Recovering from illness can feel like the struggle of Sisyphus, endlessly pushing a boulder uphill, only for it to roll back down with each setback. Just as Sisyphus repeated his task, it feels like Cindy is caught in this same journey, making it feel exhausting. Get up on schedule, take medicine, rest, walk — hurt. She got up with a new deep pain in her left leg that she just can’t seem to find relief from, it is very disheartening.
She does not want to take more pain medicine, but that is the plan and we are trusting the plan. Cindy keeps asking if she has done something during the recovery to create the new pain or is it some result of the surgery? Is it temporary or lasting?
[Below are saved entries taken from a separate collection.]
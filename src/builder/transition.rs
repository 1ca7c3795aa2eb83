//! Builder for constructing transitions.

use crate::builder::error::BuildError;
use crate::core::{State, Symbol, Transition};

/// Builder for constructing transitions with a fluent API.
///
/// Reading defaults to ε (no input consumed) and pushing defaults to
/// nothing (a pure pop).
#[derive(Clone, Debug, Default)]
pub struct TransitionBuilder {
    from: Option<State>,
    input: Option<Symbol>,
    topmost: Option<Symbol>,
    to: Option<State>,
    replacement: Vec<Symbol>,
}

impl TransitionBuilder {
    /// Create a new transition builder.
    pub fn new() -> Self {
        Self::default()
    }

    /// Set the source state (required).
    pub fn from(mut self, state: State) -> Self {
        self.from = Some(state);
        self
    }

    /// Set the input symbol read by the move (optional).
    pub fn reading(mut self, symbol: Symbol) -> Self {
        self.input = Some(symbol);
        self
    }

    /// Set the topmost stack symbol the move pops (required).
    pub fn popping(mut self, symbol: Symbol) -> Self {
        self.topmost = Some(symbol);
        self
    }

    /// Set the target state (required).
    pub fn to(mut self, state: State) -> Self {
        self.to = Some(state);
        self
    }

    /// Set the symbols pushed in place of the popped one, top first (optional).
    pub fn pushing(mut self, replacement: Vec<Symbol>) -> Self {
        self.replacement = replacement;
        self
    }

    /// Build the transition.
    pub fn build(self) -> Result<Transition, BuildError> {
        let from = self.from.ok_or(BuildError::MissingFromState)?;
        let topmost = self.topmost.ok_or(BuildError::MissingTopmostSymbol)?;
        let to = self.to.ok_or(BuildError::MissingToState)?;

        Ok(Transition::new(
            from,
            self.input.unwrap_or_else(Symbol::epsilon),
            topmost,
            to,
            self.replacement,
        ))
    }
}
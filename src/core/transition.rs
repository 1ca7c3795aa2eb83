//! Transitions of a pushdown automaton.

use super::state::State;
use super::symbol::{join_symbols, Symbol};
use serde::{Deserialize, Serialize};
use std::fmt;

/// A move `(old_state, input_symbol, topmost_symbol) → (new_state, replacement)`.
///
/// An `input_symbol` of [`Symbol::epsilon`] makes the move independent of
/// the input; an empty `replacement` pops without pushing. The leftmost
/// replacement symbol ends up on top of the stack.
///
/// # Example
///
/// ```rust
/// use pcpa::core::{State, Symbol, Transition};
///
/// let push_a = Transition::new(
///     State::new("q0"),
///     Symbol::new("a"),
///     Symbol::new("Z"),
///     State::new("q0"),
///     vec![Symbol::new("A"), Symbol::new("Z")],
/// );
///
/// assert!(!push_a.is_epsilon_move());
/// assert_eq!(push_a.to_string(), "(q0, AZ) ∈ δ(q0, a, Z)");
/// ```
#[derive(Clone, PartialEq, Eq, Hash, Debug, Serialize, Deserialize)]
pub struct Transition {
    pub old_state: State,
    pub input_symbol: Symbol,
    pub topmost_symbol: Symbol,
    pub new_state: State,
    pub replacement: Vec<Symbol>,
}

impl Transition {
    pub fn new(
        old_state: State,
        input_symbol: Symbol,
        topmost_symbol: Symbol,
        new_state: State,
        replacement: Vec<Symbol>,
    ) -> Self {
        Self {
            old_state,
            input_symbol,
            topmost_symbol,
            new_state,
            replacement,
        }
    }

    /// Whether the move leaves the input untouched.
    pub fn is_epsilon_move(&self) -> bool {
        self.input_symbol.is_epsilon()
    }

    /// Check if this transition applies to the given context (pure).
    ///
    /// The state and topmost symbol must match exactly; the input symbol
    /// matches when the transition is an ε-move or reads exactly `input`.
    pub fn applies_to(&self, state: &State, input: &Symbol, topmost: &Symbol) -> bool {
        self.old_state == *state
            && self.topmost_symbol == *topmost
            && (self.is_epsilon_move() || self.input_symbol == *input)
    }
}

impl fmt::Display for Transition {
    fn fmt(&self, f: &mut fmt::Formatter<'_>) -> fmt::Result {
        write!(
            f,
            "({}, {}) ∈ δ({}, {}, {})",
            self.new_state,
            join_symbols(&self.replacement),
            self.old_state,
            self.input_symbol,
            self.topmost_symbol
        )
    }
}

#[cfg(test)]
mod tests {
    use super::*;

    fn pop_on(input: Symbol) -> Transition {
        Transition::new(
            State::new("q0"),
            input,
            Symbol::new("Z"),
            State::accepting("qf"),
            Vec::new(),
        )
    }

    #[test]
    fn applies_to_matches_state_and_top() {
        let transition = pop_on(Symbol::new("a"));

        assert!(transition.applies_to(&State::new("q0"), &Symbol::new("a"), &Symbol::new("Z")));
        assert!(!transition.applies_to(&State::new("q1"), &Symbol::new("a"), &Symbol::new("Z")));
        assert!(!transition.applies_to(&State::new("q0"), &Symbol::new("a"), &Symbol::new("A")));
        assert!(!transition.applies_to(&State::new("q0"), &Symbol::new("b"), &Symbol::new("Z")));
    }

    #[test]
    fn epsilon_move_ignores_input() {
        let transition = pop_on(Symbol::epsilon());

        assert!(transition.is_epsilon_move());
        assert!(transition.applies_to(&State::new("q0"), &Symbol::new("b"), &Symbol::new("Z")));
        assert!(transition.applies_to(&State::new("q0"), &Symbol::epsilon(), &Symbol::new("Z")));
    }

    #[test]
    fn display_renders_empty_replacement_as_epsilon() {
        assert_eq!(pop_on(Symbol::epsilon()).to_string(), "(qf, ε) ∈ δ(q0, ε, Z)");
    }
}
//! Longest-prefix tokenizer turning text into input symbols.

use crate::core::Symbol;
use thiserror::Error;

/// No registered prefix matches the text at `position`.
#[derive(Debug, Clone, PartialEq, Eq, Error)]
#[error("Lexical error at position {position}: no symbol matches '{found}'")]
pub struct LexError {
    /// 1-based character position of the first unmatched character.
    pub position: usize,
    pub found: char,
}

/// Maps literal prefixes of the text to input symbols.
///
/// At every position the longest registered prefix wins.
///
/// # Example
///
/// ```rust
/// use pcpa::core::Symbol;
/// use pcpa::lexer::Tokenizer;
///
/// let tokenizer = Tokenizer::new([
///     ("a", Symbol::new("a")),
///     ("ab", Symbol::new("ab")),
///     ("b", Symbol::new("b")),
/// ]);
///
/// let symbols = tokenizer.tokenize("abb").unwrap();
/// assert_eq!(symbols, vec![Symbol::new("ab"), Symbol::new("b")]);
///
/// let error = tokenizer.tokenize("abc").unwrap_err();
/// assert_eq!(error.position, 3);
/// ```
#[derive(Clone, Debug, Default)]
pub struct Tokenizer {
    mappings: Vec<(String, Symbol)>,
}

impl Tokenizer {
    /// Build a tokenizer from `(prefix, symbol)` pairs.
    ///
    /// Empty prefixes are ignored. A prefix registered twice keeps its
    /// last symbol.
    pub fn new<P: Into<String>>(mappings: impl IntoIterator<Item = (P, Symbol)>) -> Self {
        let mut unique: Vec<(String, Symbol)> = Vec::new();
        for (prefix, symbol) in mappings {
            let prefix = prefix.into();
            if prefix.is_empty() {
                continue;
            }
            match unique.iter_mut().find(|(existing, _)| *existing == prefix) {
                Some(entry) => entry.1 = symbol,
                None => unique.push((prefix, symbol)),
            }
        }
        unique.sort_by(|(a, _), (b, _)| b.len().cmp(&a.len()));
        Self { mappings: unique }
    }

    /// Tokenizer whose prefixes are the symbols' own names.
    pub fn from_alphabet(symbols: impl IntoIterator<Item = Symbol>) -> Self {
        Self::new(
            symbols
                .into_iter()
                .map(|symbol| (symbol.name().to_string(), symbol)),
        )
    }

    /// Registered prefixes, longest first.
    pub fn prefixes(&self) -> impl Iterator<Item = &str> {
        self.mappings.iter().map(|(prefix, _)| prefix.as_str())
    }

    /// Split `text` into input symbols, left to right.
    pub fn tokenize(&self, text: &str) -> Result<Vec<Symbol>, LexError> {
        let mut symbols = Vec::new();
        let mut rest = text;
        let mut position = 1;

        while let Some(found) = rest.chars().next() {
            let (prefix, symbol) = self
                .mappings
                .iter()
                .find(|(prefix, _)| rest.starts_with(prefix.as_str()))
                .ok_or(LexError { position, found })?;

            symbols.push(symbol.clone());
            rest = &rest[prefix.len()..];
            position += prefix.chars().count();
        }

        Ok(symbols)
    }
}
//! Append-only transition table.

use crate::core::{State, Symbol, Transition};
use std::collections::HashMap;
use std::sync::Arc;

/// Transition relation of one automaton.
///
/// Transitions are kept in insertion order and indexed by
/// `(old_state, topmost_symbol)`. The table only grows: [`insert`] is the
/// single mutation path and ignores transitions already present.
///
/// [`insert`]: TransitionTable::insert
#[derive(Clone, Debug, Default)]
pub struct TransitionTable {
    transitions: Vec<Arc<Transition>>,
    index: HashMap<(State, Symbol), Vec<usize>>,
}

impl TransitionTable {
    pub fn new() -> Self {
        Self::default()
    }

    /// Insert a transition unless an equal one is already present.
    ///
    /// Returns the stored transition and whether it was newly added.
    pub fn insert(&mut self, transition: Transition) -> (Arc<Transition>, bool) {
        let key = (
            transition.old_state.clone(),
            transition.topmost_symbol.clone(),
        );

        if let Some(positions) = self.index.get(&key) {
            if let Some(&existing) = positions
                .iter()
                .find(|&&i| *self.transitions[i] == transition)
            {
                return (Arc::clone(&self.transitions[existing]), false);
            }
        }

        let stored = Arc::new(transition);
        self.index
            .entry(key)
            .or_default()
            .push(self.transitions.len());
        self.transitions.push(Arc::clone(&stored));
        (stored, true)
    }

    /// All transitions applicable in the given context, in insertion order.
    pub fn matching(&self, state: &State, input: &Symbol, topmost: &Symbol) -> Vec<Arc<Transition>> {
        let key = (state.clone(), topmost.clone());
        self.index
            .get(&key)
            .map(|positions| {
                positions
                    .iter()
                    .map(|&i| &self.transitions[i])
                    .filter(|t| t.applies_to(state, input, topmost))
                    .cloned()
                    .collect()
            })
            .unwrap_or_default()
    }

    pub fn len(&self) -> usize {
        self.transitions.len()
    }

    pub fn is_empty(&self) -> bool {
        self.transitions.is_empty()
    }

    pub fn iter(&self) -> impl Iterator<Item = &Transition> {
        self.transitions.iter().map(|t| t.as_ref())
    }
}

impl FromIterator<Transition> for TransitionTable {
    fn from_iter<I: IntoIterator<Item = Transition>>(iter: I) -> Self {
        let mut table = Self::new();
        for transition in iter {
            table.insert(transition);
        }
        table
    }
}

#[cfg(test)]
mod tests {
    use super::*;

    fn transition(input: Symbol, new_state: &str) -> Transition {
        Transition::new(
            State::new("q0"),
            input,
            Symbol::new("Z"),
            State::new(new_state),
            vec![Symbol::new("Z")],
        )
    }

    #[test]
    fn insert_is_idempotent() {
        let mut table = TransitionTable::new();

        let (_, added) = table.insert(transition(Symbol::new("a"), "q1"));
        assert!(added);
        let (_, added) = table.insert(transition(Symbol::new("a"), "q1"));
        assert!(!added);

        assert_eq!(table.len(), 1);
    }

    #[test]
    fn matching_filters_on_input() {
        let table: TransitionTable = vec![
            transition(Symbol::new("a"), "q1"),
            transition(Symbol::new("b"), "q2"),
            transition(Symbol::epsilon(), "q3"),
        ]
        .into_iter()
        .collect();

        let found = table.matching(&State::new("q0"), &Symbol::new("a"), &Symbol::new("Z"));
        let targets: Vec<_> = found.iter().map(|t| t.new_state.name().to_string()).collect();

        assert_eq!(targets, vec!["q1", "q3"]);
    }

    #[test]
    fn matching_unknown_context_is_empty() {
        let table: TransitionTable = std::iter::once(transition(Symbol::new("a"), "q1")).collect();

        assert!(table
            .matching(&State::new("q9"), &Symbol::new("a"), &Symbol::new("Z"))
            .is_empty());
        assert!(table
            .matching(&State::new("q0"), &Symbol::new("a"), &Symbol::new("A"))
            .is_empty());
    }
}
//! Breadth-first search over system configurations.

use super::configuration::{ConfigId, ConfigTag, History, SystemConfiguration};
use super::error::ParseError;
use super::{Expansion, System};
use crate::core::Symbol;
use crate::trace::{Trace, Verdict};
use serde::{Deserialize, Serialize};
use std::collections::VecDeque;
use std::time::{Duration, Instant};
use tracing::{debug, info, warn};

/// Caller-imposed bounds on one search.
///
/// The search itself has no termination guard: ensembles whose ε-moves or
/// idle transitions revisit configurations can grow the frontier forever.
/// Both bounds are checked before each dequeue and default to unbounded.
///
/// # Example
///
/// ```rust
/// use pcpa::system::SearchLimits;
/// use std::time::Duration;
///
/// let limits = SearchLimits::unbounded()
///     .with_max_expansions(10_000)
///     .with_timeout(Duration::from_secs(5));
///
/// assert_eq!(limits.max_expansions, Some(10_000));
/// assert_eq!(limits.timeout_ms, Some(5_000));
/// ```
#[derive(Clone, Copy, Debug, Default, PartialEq, Eq, Serialize, Deserialize)]
#[serde(default, deny_unknown_fields)]
pub struct SearchLimits {
    /// Maximum number of configurations taken off the frontier.
    pub max_expansions: Option<usize>,
    /// Maximum wall-clock time of the search, in milliseconds.
    pub timeout_ms: Option<u64>,
}

impl SearchLimits {
    pub fn unbounded() -> Self {
        Self::default()
    }

    pub fn with_max_expansions(mut self, max: usize) -> Self {
        self.max_expansions = Some(max);
        self
    }

    pub fn with_timeout(mut self, timeout: Duration) -> Self {
        self.timeout_ms = Some(u64::try_from(timeout.as_millis()).unwrap_or(u64::MAX));
        self
    }

    fn check(&self, expanded: usize, started: Instant) -> Result<(), ParseError> {
        let elapsed = started.elapsed();
        let out_of_expansions = self.max_expansions.is_some_and(|max| expanded >= max);
        let out_of_time = self
            .timeout_ms
            .is_some_and(|ms| elapsed >= Duration::from_millis(ms));

        if out_of_expansions || out_of_time {
            warn!(expanded, ?elapsed, "search limit exceeded");
            return Err(ParseError::LimitExceeded { expanded, elapsed });
        }
        Ok(())
    }
}

/// Counters describing one search.
#[derive(Clone, Copy, Debug, Default, PartialEq, Eq, Serialize, Deserialize)]
pub struct SearchStats {
    /// Configurations taken off the frontier and expanded.
    pub expanded: usize,
    /// Configurations created by expansions.
    pub generated: usize,
    /// Branches that ended with a component unable to move.
    pub failed_branches: usize,
}

impl System {
    /// Tokenize `text` and run the system over it.
    ///
    /// Returns the first accepting configuration found (at minimal search
    /// depth) or, if every branch dies, the rejected configuration with the
    /// least unread input. Either way the trace holds its full lineage.
    ///
    /// # Errors
    ///
    /// Lexical and protocol errors abort the whole parse, as does exceeding
    /// the configured [`SearchLimits`].
    ///
    /// # Example
    ///
    /// ```rust
    /// use pcpa::automaton::AcceptingMode;
    /// use pcpa::builder::{AutomatonBuilder, SystemBuilder, TransitionBuilder};
    /// use pcpa::core::{State, Symbol};
    ///
    /// let read_a = TransitionBuilder::new()
    ///     .from(State::new("q0"))
    ///     .reading(Symbol::new("a"))
    ///     .popping(Symbol::new("Z"))
    ///     .to(State::accepting("qf"))
    ///     .build()
    ///     .unwrap();
    ///
    /// let automaton = AutomatonBuilder::new()
    ///     .initial_state(State::new("q0"))
    ///     .initial_stack_symbol(Symbol::new("Z"))
    ///     .accepting_mode(AcceptingMode::FinalState)
    ///     .transition(read_a)
    ///     .build()
    ///     .unwrap();
    ///
    /// let mut system = SystemBuilder::new()
    ///     .automaton(automaton)
    ///     .input_symbol("a", Symbol::new("a"))
    ///     .build()
    ///     .unwrap();
    ///
    /// assert!(system.parse("a").unwrap().is_accepted());
    /// assert!(!system.parse("aa").unwrap().is_accepted());
    /// ```
    pub fn parse(&mut self, text: &str) -> Result<Trace, ParseError> {
        let input = self.tokenizer.tokenize(text)?;
        self.parse_symbols(input)
    }

    /// Run the system over an already tokenized input.
    pub fn parse_symbols(&mut self, input: Vec<Symbol>) -> Result<Trace, ParseError> {
        let started = Instant::now();
        let mut history = History::new();
        let mut stats = SearchStats::default();

        debug!(
            automata = self.automata.len(),
            input_len = input.len(),
            "starting search"
        );

        let initial = self
            .automata
            .iter()
            .map(|automaton| automaton.initial_configuration(input.clone()))
            .collect();
        let root = history.record(SystemConfiguration::initial(initial));

        if self.is_accepting(history.get(root).components()) {
            history.classify(root, ConfigTag::Accepted);
            info!("input accepted by the initial configuration");
            return Ok(Trace::from_history(&history, root, Verdict::Accepted, stats));
        }

        let mut frontier = VecDeque::from([root]);
        let mut failed: Vec<ConfigId> = Vec::new();

        while let Some(current) = frontier.pop_front() {
            self.limits.check(stats.expanded, started)?;
            stats.expanded += 1;

            let successors = match self.expand(history.get(current).components())? {
                Expansion::Stuck => {
                    history.classify(current, ConfigTag::Rejected);
                    failed.push(current);
                    stats.failed_branches += 1;
                    continue;
                }
                Expansion::Communicated(components) => vec![components],
                Expansion::Moved(combinations) => combinations,
            };

            for components in successors {
                let accepting = self.is_accepting(&components);
                let id = history.record(SystemConfiguration::successor(components, current));
                stats.generated += 1;

                if accepting {
                    history.classify(id, ConfigTag::Accepted);
                    info!(
                        expanded = stats.expanded,
                        depth = history.lineage(id).len() - 1,
                        "input accepted"
                    );
                    return Ok(Trace::from_history(&history, id, Verdict::Accepted, stats));
                }

                frontier.push_back(id);
            }
        }

        let witness = failed
            .into_iter()
            .min_by_key(|&id| history.get(id).unread_input())
            .ok_or(ParseError::Exhausted)?;

        info!(
            expanded = stats.expanded,
            failed_branches = stats.failed_branches,
            unread = history.get(witness).unread_input(),
            "input rejected"
        );
        Ok(Trace::from_history(&history, witness, Verdict::Rejected, stats))
    }
}

#[cfg(test)]
mod tests {
    use super::*;

    #[test]
    fn unbounded_limits_never_trip() {
        let limits = SearchLimits::unbounded();
        assert!(limits.check(usize::MAX - 1, Instant::now()).is_ok());
    }

    #[test]
    fn expansion_limit_trips_at_bound() {
        let limits = SearchLimits::unbounded().with_max_expansions(3);

        assert!(limits.check(2, Instant::now()).is_ok());
        assert!(matches!(
            limits.check(3, Instant::now()),
            Err(ParseError::LimitExceeded { expanded: 3, .. })
        ));
    }

    #[test]
    fn zero_timeout_trips_immediately() {
        let limits = SearchLimits::unbounded().with_timeout(Duration::ZERO);
        assert!(limits.check(0, Instant::now()).is_err());
    }

    #[test]
    fn limits_deserialize_with_defaults() {
        let limits: SearchLimits = serde_json::from_str(r#"{ "max_expansions": 5 }"#).unwrap();

        assert_eq!(limits.max_expansions, Some(5));
        assert_eq!(limits.timeout_ms, None);
    }
}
Did she trade one pain for another?
We called the Dr. but have not heard anything which just makes us feel isolated and alone.
Our community has been great, food, flowers friendly calls and visits, but Cindy does not feel like talking. So we are waiting and praying for the time to pass and for her body to knit back together and for the weight to be less so she can get it to the top of the hill and push it down the other side.
We went outside to walk and the sky was so grey and moody. It looked like we felt. The clouds twisted around blocking out the sun each time it tried to penetrate the veil. We know that the blue skies are there, but are cut off from them. We know the truths: God loves us, God is the great physician, this is going to take time. It’s just that sitting at the bottom of the valley knowing that the only way out is uphill in any direction is exhausting.
Albert Camus pondered the story of Sisyphus. Instead of seeing a hopeless struggle and absurd repetitive and fruitless journey, he suggested instead, that there is meaning in perseverance—each effort to rise again is an act of defiance and hope, proving that even in struggle, there is resilience. Cindy is a fighter and one of the strongest people I know. She is going to keep struggling. It is an honor to get to be so close to someone who is fighting so hard.
Our prayer requests are twofold.
One, may the new pain disappear and the old pains grow dim.
Two, may her appetite reappear. All food is bland and a challenge to get passed the gaurdian of hunger toward her stomach. May tastes delight her and fill her with the love by which they are so carefully prepared.